Hypertension in Pregnancy Portends Lasting Cardiomyopathy Risk

Patrice Wendling

March 11, 2016

COPENHAGEN, DENMARK — Hypertensive disorders in pregnancy (HDP) are associated with an increased risk of cardiomyopathy years after an affected pregnancy and regardless of hypertension severity, a large registry study involving one million Danish women shows[1].

"The fact that we could drop the first 5 years after pregnancy and still see this risk was really fascinating," senior author Dr Heather Boyd (Statens Serum Institut, Copenhagen, Denmark) told heartwire from Medscape.

Women who develop preeclampsia or hypertension during pregnancy are known to be at greater risk for cardiomyopathy in the peripartum period, covering the last month of pregnancy until 5 months after delivery.

More recent reports of cardiac dysfunction and remodeling after preeclampsia, however, argue for a persistent risk of cardiomyopathy outside the peripartum window.

"There are other studies linking preeclampsia and the future risk of cardiovascular disease, particularly atherosclerotic disease. This adds one step further connecting it sort of independently of atherosclerotic disease with dilated cardiomyopathy," Dr Katharine French (Women's Cardiac Center, Brown University, Providence, RI), who was not involved in the study, said.

In the study, published in the March 8, 2016 issue of the Journal of the American Medical Association, 11% of all cardiomyopathy events occurred in women with a history of hypertensive disorder of pregnancy, defined as severe preeclampsia, moderate preeclampsia, or gestational hypertension.

Rates of cardiomyopathy in all three of these groups were significantly higher than in women with a normotensive pregnancy (adjusted hazard ratios [aHRs] 2.20, 1.89, 2.06).

Limiting the analysis to dilated cardiomyopathy produced similar results (aHRs 3.17, 2.56, 2.58), "suggesting that the associations may primarily be driven by dilated cardiomyopathy," the authors report.

The investigators used national patient and birth registries in Denmark to identify 1,075,763 women with 2,067,633 pregnancies ending in a live birth or stillbirth between 1978 and 2012. Of these, 76,108 were complicated by a hypertensive disorder. About 6% of the Danish women were immigrants, Boyd said.

The analysis excluded women with any cardiovascular disease or diabetes more than 1 month before their first delivery.

Boyd emphasized that even though they identified an increased risk of cardiomyopathy, the absolute risk was small. Rates in women with a history of an HDP was just 14.6 to 17.3 cases per 100,000 person-years.

"Although the American Heart Association recommends monitoring for ischemic heart disease following preeclampsia, a similar recommendation would not be justified for a rarer condition such as cardiomyopathy, regardless of the strength of the observed association with HDP," Boyd and her colleagues advise. "On the other hand, it seems prudent to suggest that physicians consider this association in the diagnostic workup of women with a history of HDP presenting with possible symptoms of heart failure."

If physicians ask just one simple question, "Do you have a history of hypertensive disorders of pregnancy?" and the answer is "Yes," it could push their thinking more toward the heart rather than the lungs, asthma, or obesity, Boyd said.

French wholeheartedly agreed that screening with echocardiogram is not justified based on the study and that physicians should be making the connection. Whether they're actually asking about pregnancy history in the 50-year-old with heart-failure symptoms is another matter.

"Absolutely not," she said. "I think this connection is a relatively new one, and it takes a long time to be adopted into practice. I think that with more of a focus now on women's cardiovascular health and distinguishing the differences between how men and women present, there is more of a focus turned toward that, but still in the general land of cardiology, I think it's still not present enough."

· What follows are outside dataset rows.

pub mod client;
pub mod collectors;
pub mod error;
pub mod exporter;
pub mod metrics;

pub use client::TypesenseClient;
pub use collectors::{ApiStatsCollector, ClusterMetricsCollector, StatCollector};
pub use error::ScrapeError;
pub use exporter::Exporter;
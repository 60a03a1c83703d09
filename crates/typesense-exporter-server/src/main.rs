use std::{sync::Arc, time::Duration};

use clap::Parser;
use reqwest::header::{HeaderMap, HeaderValue};
use tracing::info;
use tracing_subscriber::EnvFilter;
use typesense_exporter_collector::{
    ApiStatsCollector, ClusterMetricsCollector, Exporter, StatCollector, TypesenseClient,
};
use url::Url;

use crate::router::{AppState, exporter_router};

mod handlers;
mod router;

const API_KEY_HEADER: &str = "x-typesense-api-key";
const API_KEY_ENV: &str = "TYPESENSE_API_KEY";

#[derive(Parser)]
#[command(
    name = "typesense-exporter",
    about = "Prometheus exporter for Typesense search clusters"
)]
struct Cli {
    /// Address to listen on for the metrics interface.
    #[arg(long, default_value = "0.0.0.0:9115")]
    listen_address: String,

    /// Path under which to expose metrics.
    #[arg(long, default_value = "/metrics")]
    telemetry_path: String,

    /// HTTP API address of the Typesense node to scrape.
    #[arg(long, default_value = "http://localhost:8108")]
    typesense_url: String,

    /// Timeout for requests against the Typesense endpoints, in seconds.
    #[arg(long, default_value_t = 5)]
    typesense_timeout_secs: u64,

    /// API key for Typesense; falls back to the TYPESENSE_API_KEY environment variable.
    #[arg(long)]
    typesense_api_key: Option<String>,

    /// Log level directive.
    #[arg(long, default_value = "info")]
    log_level: String,
}

#[tokio::main]
async fn main() -> Result<(), Box<dyn std::error::Error>> {
    let cli = Cli::parse();

    let env_filter = EnvFilter::try_new(&cli.log_level)?;
    tracing_subscriber::fmt().with_env_filter(env_filter).init();

    let api_key = cli
        .typesense_api_key
        .or_else(|| std::env::var(API_KEY_ENV).ok())
        .unwrap_or_default();
    if api_key.is_empty() {
        return Err("no API key provided (use --typesense-api-key or TYPESENSE_API_KEY)".into());
    }

    let typesense_url = Url::parse(&cli.typesense_url)?;

    let mut headers = HeaderMap::new();
    headers.insert(API_KEY_HEADER, HeaderValue::from_str(&api_key)?);
    let http = reqwest::Client::builder()
        .default_headers(headers)
        .timeout(Duration::from_secs(cli.typesense_timeout_secs))
        .build()?;
    let client = TypesenseClient::new(http, typesense_url);

    let collectors: Vec<Arc<dyn StatCollector>> = vec![
        Arc::new(ClusterMetricsCollector::new(client.clone())),
        Arc::new(ApiStatsCollector::new(client)),
    ];
    let exporter = Exporter::new(collectors);

    let state = Arc::new(AppState {
        exporter,
        telemetry_path: cli.telemetry_path,
    });
    let app = exporter_router(state);

    let listener = tokio::net::TcpListener::bind(&cli.listen_address).await?;
    info!("typesense exporter listening on {}", cli.listen_address);
    axum::serve(listener, app).await?;

    Ok(())
}
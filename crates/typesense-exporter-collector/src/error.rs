use thiserror::Error;

/// Failure kinds for one scrape of an upstream endpoint.
///
/// All three are handled identically at the collector boundary (logged,
/// surfaced as the up gauge flipping to 0); `Parse` additionally feeds the
/// per-collector parse-failure counter.
#[derive(Debug, Error)]
pub enum ScrapeError {
    #[error("request to {url} failed: {source}")]
    Transport {
        url: String,
        #[source]
        source: reqwest::Error,
    },
    #[error("{url} returned HTTP status {status}")]
    Status {
        url: String,
        status: reqwest::StatusCode,
    },
    #[error("failed to decode response from {url}: {reason}")]
    Parse { url: String, reason: String },
}

impl ScrapeError {
    pub fn is_parse(&self) -> bool {
        matches!(self, Self::Parse { .. })
    }
}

Dr Katherine Economy (Brigham and Women's Hospital, Boston, MA) told heartwire the size of the study is impressive but that the almost exclusively white cohort limits applicability of its results. African American women are known to be at greater risk for preeclampsia and peripartum cardiomyopathy and have worse outcomes when they get these conditions.

The strikingly similar risk of cardiomyopathy regardless of disease severity is another area ripe for further research, as obstetricians view risk quite differently for women with severe preeclampsia and those with mild gestational hypertension, Economy said.

Boyd said the strengths of the study lie in its size and the ability through national patient registry data to determine what medications the women took and who was diagnosed with hypertension over the nearly 35 years of follow-up.

The group struggled with the role postgestational chronic hypertension would play in the results. They opted to perform a mediation analysis that showed only about half of the association with later cardiomyopathy could be attributed to hypertension that followed the hypertensive disorder of pregnancy.

"The other half didn't appear to go through hypertension and so may actually be a direct effect of something to do with the pregnancy state itself or whatever common factor there is," she added. "So that was a potential limitation that I think we parlayed into a strength because we had these records."

The study was funded by the Danish Heart Association and the Danish Council for Independent Research. Dr Boyd reports no relevant financial relationships; disclosures for the coauthors are listed in the article.